SUPPLIED MATERIAL: Begin

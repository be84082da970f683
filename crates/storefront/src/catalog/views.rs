//! Derived catalog views.
//!
//! Every view filters the snapshot in memory; none of them touches the
//! network. Only listed (visible and active) products are eligible.

use std::collections::BTreeSet;

use chrono::{DateTime, Utc};
use vitrine_core::{Product, ProductId};

/// Maximum featured products returned.
pub const FEATURED_LIMIT: usize = 8;
/// Maximum products returned for one brand.
pub const BRAND_LIMIT: usize = 30;
/// Maximum new products returned.
pub const NEW_LIMIT: usize = 12;
/// Maximum on-sale products returned.
pub const OFFERS_LIMIT: usize = 12;
/// Maximum out-of-stock products returned.
pub const OUT_OF_STOCK_LIMIT: usize = 30;
/// Maximum search results returned.
pub const SEARCH_LIMIT: usize = 30;
/// Maximum related products returned.
pub const RELATED_LIMIT: usize = 4;

fn listed(products: &[Product]) -> impl Iterator<Item = &Product> {
    products.iter().filter(|p| p.is_listed())
}

fn take_matching<F>(products: &[Product], limit: usize, predicate: F) -> Vec<Product>
where
    F: Fn(&Product) -> bool,
{
    listed(products)
        .filter(|p| predicate(p))
        .take(limit)
        .cloned()
        .collect()
}

#[must_use]
pub fn featured(products: &[Product]) -> Vec<Product> {
    take_matching(products, FEATURED_LIMIT, Product::is_featured_product)
}

/// Products of `brand`, compared case-insensitively.
#[must_use]
pub fn by_brand(products: &[Product], brand: &str) -> Vec<Product> {
    let brand = brand.trim().to_lowercase();
    take_matching(products, BRAND_LIMIT, |p| p.brand.to_lowercase() == brand)
}

#[must_use]
pub fn new_arrivals(products: &[Product], now: DateTime<Utc>) -> Vec<Product> {
    take_matching(products, NEW_LIMIT, |p| p.is_new(now))
}

#[must_use]
pub fn offers(products: &[Product]) -> Vec<Product> {
    take_matching(products, OFFERS_LIMIT, Product::is_on_sale)
}

#[must_use]
pub fn out_of_stock(products: &[Product]) -> Vec<Product> {
    take_matching(products, OUT_OF_STOCK_LIMIT, Product::is_out_of_stock)
}

/// Substring search over name, brand, description and category.
///
/// A blank query matches nothing.
#[must_use]
pub fn search(products: &[Product], query: &str) -> Vec<Product> {
    let needle = query.trim().to_lowercase();
    if needle.is_empty() {
        return Vec::new();
    }
    take_matching(products, SEARCH_LIMIT, |p| p.matches_query(&needle))
}

/// Other listed products sharing the brand of `id`, then its category.
#[must_use]
pub fn related(products: &[Product], id: &ProductId) -> Vec<Product> {
    let Some(anchor) = products.iter().find(|p| &p.id == id) else {
        return Vec::new();
    };
    let brand = anchor.brand.to_lowercase();

    let candidates = || listed(products).filter(move |p| &p.id != id);
    let same_brand = candidates().filter(|p| !brand.is_empty() && p.brand.to_lowercase() == brand);
    let same_category = candidates().filter(|p| {
        anchor.category.is_some()
            && p.category == anchor.category
            && p.brand.to_lowercase() != brand
    });

    same_brand
        .chain(same_category)
        .take(RELATED_LIMIT)
        .cloned()
        .collect()
}

/// Sorted, de-duplicated brand names of listed products.
#[must_use]
pub fn brands(products: &[Product]) -> Vec<String> {
    listed(products)
        .map(|p| p.brand.trim())
        .filter(|b| !b.is_empty())
        .map(str::to_string)
        .collect::<BTreeSet<_>>()
        .into_iter()
        .collect()
}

SUPPLIED MATERIAL: End

WHAT THIS TASK INVOLVES
Set down, exactly as written, each line of the data from its opening line through the one containing "pub fn by_brand(products: &[Product], brand: &str)". Output nothing more.

ANSWER TO THIS EXERCISE
repository be84082da970f683
filename crates/storefront/src/catalog/views.rs
//! Derived catalog views.
//!
//! Every view filters the snapshot in memory; none of them touches the
//! network. Only listed (visible and active) products are eligible.

use std::collections::BTreeSet;

use chrono::{DateTime, Utc};
use vitrine_core::{Product, ProductId};

/// Maximum featured products returned.
pub const FEATURED_LIMIT: usize = 8;
/// Maximum products returned for one brand.
pub const BRAND_LIMIT: usize = 30;
/// Maximum new products returned.
pub const NEW_LIMIT: usize = 12;
/// Maximum on-sale products returned.
pub const OFFERS_LIMIT: usize = 12;
/// Maximum out-of-stock products returned.
pub const OUT_OF_STOCK_LIMIT: usize = 30;
/// Maximum search results returned.
pub const SEARCH_LIMIT: usize = 30;
/// Maximum related products returned.
pub const RELATED_LIMIT: usize = 4;

fn listed(products: &[Product]) -> impl Iterator<Item = &Product> {
    products.iter().filter(|p| p.is_listed())
}

fn take_matching<F>(products: &[Product], limit: usize, predicate: F) -> Vec<Product>
where
    F: Fn(&Product) -> bool,
{
    listed(products)
        .filter(|p| predicate(p))
        .take(limit)
        .cloned()
        .collect()
}

#[must_use]
pub fn featured(products: &[Product]) -> Vec<Product> {
    take_matching(products, FEATURED_LIMIT, Product::is_featured_product)
}

/// Products of `brand`, compared case-insensitively.
#[must_use]
pub fn by_brand(products: &[Product], brand: &str) -> Vec<Product> {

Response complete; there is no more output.